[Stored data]
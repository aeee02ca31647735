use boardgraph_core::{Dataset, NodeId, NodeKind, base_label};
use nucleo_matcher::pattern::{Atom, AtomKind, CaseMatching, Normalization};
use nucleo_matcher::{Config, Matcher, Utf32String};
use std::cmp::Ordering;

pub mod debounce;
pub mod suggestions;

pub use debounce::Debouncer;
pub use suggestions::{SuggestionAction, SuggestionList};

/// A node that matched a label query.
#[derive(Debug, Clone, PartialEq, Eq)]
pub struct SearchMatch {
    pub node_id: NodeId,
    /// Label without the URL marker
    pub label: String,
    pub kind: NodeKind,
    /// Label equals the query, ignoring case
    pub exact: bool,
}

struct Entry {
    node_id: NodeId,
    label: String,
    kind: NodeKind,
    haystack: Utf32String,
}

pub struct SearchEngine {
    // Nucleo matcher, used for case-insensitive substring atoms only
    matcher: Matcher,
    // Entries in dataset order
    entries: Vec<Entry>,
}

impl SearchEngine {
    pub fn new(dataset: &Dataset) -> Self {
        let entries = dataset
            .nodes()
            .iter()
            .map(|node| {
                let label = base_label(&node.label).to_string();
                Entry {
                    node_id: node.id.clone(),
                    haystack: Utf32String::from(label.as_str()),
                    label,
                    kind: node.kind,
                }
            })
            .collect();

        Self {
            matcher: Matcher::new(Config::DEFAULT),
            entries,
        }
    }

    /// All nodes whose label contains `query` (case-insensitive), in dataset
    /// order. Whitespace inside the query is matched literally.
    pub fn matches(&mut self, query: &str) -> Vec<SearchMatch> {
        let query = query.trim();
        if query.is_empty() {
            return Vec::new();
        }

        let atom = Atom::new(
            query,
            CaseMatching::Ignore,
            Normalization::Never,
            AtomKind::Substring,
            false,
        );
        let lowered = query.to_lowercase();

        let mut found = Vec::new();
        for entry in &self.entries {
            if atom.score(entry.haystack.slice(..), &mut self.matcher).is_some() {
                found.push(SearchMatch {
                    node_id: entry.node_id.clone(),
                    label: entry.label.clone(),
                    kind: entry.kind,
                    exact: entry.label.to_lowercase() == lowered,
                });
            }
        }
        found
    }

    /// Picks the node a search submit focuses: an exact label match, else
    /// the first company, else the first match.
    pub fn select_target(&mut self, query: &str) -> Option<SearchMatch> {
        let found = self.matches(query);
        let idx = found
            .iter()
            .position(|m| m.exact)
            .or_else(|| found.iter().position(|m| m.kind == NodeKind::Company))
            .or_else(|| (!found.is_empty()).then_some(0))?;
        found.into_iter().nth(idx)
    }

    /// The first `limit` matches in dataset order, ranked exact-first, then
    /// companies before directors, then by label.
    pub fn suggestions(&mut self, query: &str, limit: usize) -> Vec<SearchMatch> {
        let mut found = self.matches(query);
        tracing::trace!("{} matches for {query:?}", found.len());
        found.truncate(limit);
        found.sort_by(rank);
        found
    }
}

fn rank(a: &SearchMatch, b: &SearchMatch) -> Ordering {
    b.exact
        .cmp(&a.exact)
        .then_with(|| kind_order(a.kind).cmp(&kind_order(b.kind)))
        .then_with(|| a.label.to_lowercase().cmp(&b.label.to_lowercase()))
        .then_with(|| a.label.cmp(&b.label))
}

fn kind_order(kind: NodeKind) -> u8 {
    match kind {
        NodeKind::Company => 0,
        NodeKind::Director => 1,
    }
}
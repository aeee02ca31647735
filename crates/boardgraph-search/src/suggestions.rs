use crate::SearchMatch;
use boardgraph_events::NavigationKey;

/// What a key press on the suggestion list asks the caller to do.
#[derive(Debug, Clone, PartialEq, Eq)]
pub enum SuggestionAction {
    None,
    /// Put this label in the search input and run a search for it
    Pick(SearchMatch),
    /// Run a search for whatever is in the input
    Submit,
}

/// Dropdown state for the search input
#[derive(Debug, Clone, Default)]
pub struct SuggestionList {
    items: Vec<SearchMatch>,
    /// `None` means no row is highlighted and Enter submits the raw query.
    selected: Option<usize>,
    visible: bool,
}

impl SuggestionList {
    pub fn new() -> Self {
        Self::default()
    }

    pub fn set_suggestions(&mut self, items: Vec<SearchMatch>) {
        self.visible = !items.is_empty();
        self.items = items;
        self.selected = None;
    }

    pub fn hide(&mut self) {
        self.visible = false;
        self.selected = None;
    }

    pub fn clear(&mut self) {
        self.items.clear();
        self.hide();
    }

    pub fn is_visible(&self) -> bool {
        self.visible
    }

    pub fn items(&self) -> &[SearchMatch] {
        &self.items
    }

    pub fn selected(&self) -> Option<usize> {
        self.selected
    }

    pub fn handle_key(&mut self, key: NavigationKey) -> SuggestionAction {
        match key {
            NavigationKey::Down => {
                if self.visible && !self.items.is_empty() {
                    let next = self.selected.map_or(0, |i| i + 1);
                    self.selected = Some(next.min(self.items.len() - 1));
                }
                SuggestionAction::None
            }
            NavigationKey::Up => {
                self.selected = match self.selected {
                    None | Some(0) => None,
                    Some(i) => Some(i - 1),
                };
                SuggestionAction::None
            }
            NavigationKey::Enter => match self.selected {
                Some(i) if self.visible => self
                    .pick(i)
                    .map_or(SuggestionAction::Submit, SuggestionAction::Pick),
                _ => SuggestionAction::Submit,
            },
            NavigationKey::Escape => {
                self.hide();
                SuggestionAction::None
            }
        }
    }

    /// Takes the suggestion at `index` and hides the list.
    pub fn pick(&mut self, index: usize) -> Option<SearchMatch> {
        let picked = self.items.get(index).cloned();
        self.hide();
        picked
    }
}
* * *
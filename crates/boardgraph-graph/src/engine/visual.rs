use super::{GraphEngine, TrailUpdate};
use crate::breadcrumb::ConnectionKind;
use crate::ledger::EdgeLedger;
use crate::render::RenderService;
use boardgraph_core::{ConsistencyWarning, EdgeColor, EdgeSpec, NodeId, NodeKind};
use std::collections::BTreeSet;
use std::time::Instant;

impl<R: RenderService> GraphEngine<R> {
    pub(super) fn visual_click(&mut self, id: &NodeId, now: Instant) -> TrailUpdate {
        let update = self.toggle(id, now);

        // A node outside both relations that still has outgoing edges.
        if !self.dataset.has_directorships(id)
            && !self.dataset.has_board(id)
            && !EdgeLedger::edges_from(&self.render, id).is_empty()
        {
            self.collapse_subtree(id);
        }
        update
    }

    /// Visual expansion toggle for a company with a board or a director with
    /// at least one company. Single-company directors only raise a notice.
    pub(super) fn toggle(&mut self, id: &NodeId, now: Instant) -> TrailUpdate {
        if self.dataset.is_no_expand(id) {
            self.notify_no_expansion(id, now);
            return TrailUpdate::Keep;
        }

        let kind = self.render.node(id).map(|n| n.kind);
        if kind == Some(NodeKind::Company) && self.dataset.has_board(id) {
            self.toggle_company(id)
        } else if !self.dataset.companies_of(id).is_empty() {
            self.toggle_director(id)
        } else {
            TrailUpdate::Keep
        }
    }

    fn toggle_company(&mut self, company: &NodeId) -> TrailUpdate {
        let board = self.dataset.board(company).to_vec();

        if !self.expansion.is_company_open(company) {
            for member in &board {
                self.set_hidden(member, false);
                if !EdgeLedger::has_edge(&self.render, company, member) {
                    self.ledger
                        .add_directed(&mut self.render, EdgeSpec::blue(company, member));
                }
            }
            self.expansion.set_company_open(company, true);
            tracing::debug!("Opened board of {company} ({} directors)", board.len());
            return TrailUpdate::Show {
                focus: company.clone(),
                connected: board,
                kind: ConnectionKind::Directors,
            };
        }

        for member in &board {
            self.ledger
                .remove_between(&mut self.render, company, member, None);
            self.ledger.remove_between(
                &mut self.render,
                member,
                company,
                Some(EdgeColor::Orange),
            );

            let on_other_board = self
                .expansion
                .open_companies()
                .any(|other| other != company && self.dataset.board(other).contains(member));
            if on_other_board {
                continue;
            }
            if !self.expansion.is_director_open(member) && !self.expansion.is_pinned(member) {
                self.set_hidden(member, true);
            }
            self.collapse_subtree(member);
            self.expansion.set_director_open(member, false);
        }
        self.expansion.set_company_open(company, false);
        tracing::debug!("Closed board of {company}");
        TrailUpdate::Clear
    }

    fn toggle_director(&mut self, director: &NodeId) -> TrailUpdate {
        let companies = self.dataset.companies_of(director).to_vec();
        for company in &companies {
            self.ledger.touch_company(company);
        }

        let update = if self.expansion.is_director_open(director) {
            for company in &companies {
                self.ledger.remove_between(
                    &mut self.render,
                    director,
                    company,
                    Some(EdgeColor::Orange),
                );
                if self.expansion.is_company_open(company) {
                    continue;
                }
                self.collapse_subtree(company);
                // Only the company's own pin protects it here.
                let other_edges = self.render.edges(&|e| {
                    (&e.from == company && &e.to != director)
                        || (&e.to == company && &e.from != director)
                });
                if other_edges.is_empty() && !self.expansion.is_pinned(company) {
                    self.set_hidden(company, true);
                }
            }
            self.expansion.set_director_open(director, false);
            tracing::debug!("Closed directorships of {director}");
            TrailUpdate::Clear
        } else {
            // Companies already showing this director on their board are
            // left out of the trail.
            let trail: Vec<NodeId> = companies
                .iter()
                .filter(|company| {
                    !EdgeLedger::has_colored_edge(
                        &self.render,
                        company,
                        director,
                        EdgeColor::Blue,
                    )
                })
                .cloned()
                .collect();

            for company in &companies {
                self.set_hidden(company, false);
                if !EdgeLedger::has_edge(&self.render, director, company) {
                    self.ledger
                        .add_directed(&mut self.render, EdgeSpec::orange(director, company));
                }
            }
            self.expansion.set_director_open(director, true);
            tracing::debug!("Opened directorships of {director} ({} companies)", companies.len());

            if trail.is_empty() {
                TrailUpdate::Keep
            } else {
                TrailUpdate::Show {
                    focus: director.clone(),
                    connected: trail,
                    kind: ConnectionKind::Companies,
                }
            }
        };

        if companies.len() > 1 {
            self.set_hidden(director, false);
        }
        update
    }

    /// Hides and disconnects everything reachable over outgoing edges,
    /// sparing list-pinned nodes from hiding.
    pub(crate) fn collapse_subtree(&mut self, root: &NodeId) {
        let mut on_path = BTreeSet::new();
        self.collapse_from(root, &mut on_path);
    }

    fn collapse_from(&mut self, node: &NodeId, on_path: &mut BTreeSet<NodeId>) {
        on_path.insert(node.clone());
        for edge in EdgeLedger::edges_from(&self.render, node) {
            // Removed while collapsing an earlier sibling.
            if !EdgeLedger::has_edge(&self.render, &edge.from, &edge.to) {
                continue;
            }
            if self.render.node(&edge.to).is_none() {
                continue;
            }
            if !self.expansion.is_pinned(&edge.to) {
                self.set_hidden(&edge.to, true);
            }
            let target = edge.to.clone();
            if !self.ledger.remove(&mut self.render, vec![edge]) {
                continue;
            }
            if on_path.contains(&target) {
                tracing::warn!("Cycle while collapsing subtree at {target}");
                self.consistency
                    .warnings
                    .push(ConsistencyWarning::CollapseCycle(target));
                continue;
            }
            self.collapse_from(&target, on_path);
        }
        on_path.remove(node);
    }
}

*Task to carry out*.
Only the lines above from the line containing "filename crates/boardgraph-search/src/suggestions.rs" through the line containing "search for it" should be retyped, exactly and with both ends included.

*Reply to the task*.
filename crates/boardgraph-search/src/suggestions.rs
use crate::SearchMatch;
use boardgraph_events::NavigationKey;

/// What a key press on the suggestion list asks the caller to do.
#[derive(Debug, Clone, PartialEq, Eq)]
pub enum SuggestionAction {
    None,
    /// Put this label in the search input and run a search for it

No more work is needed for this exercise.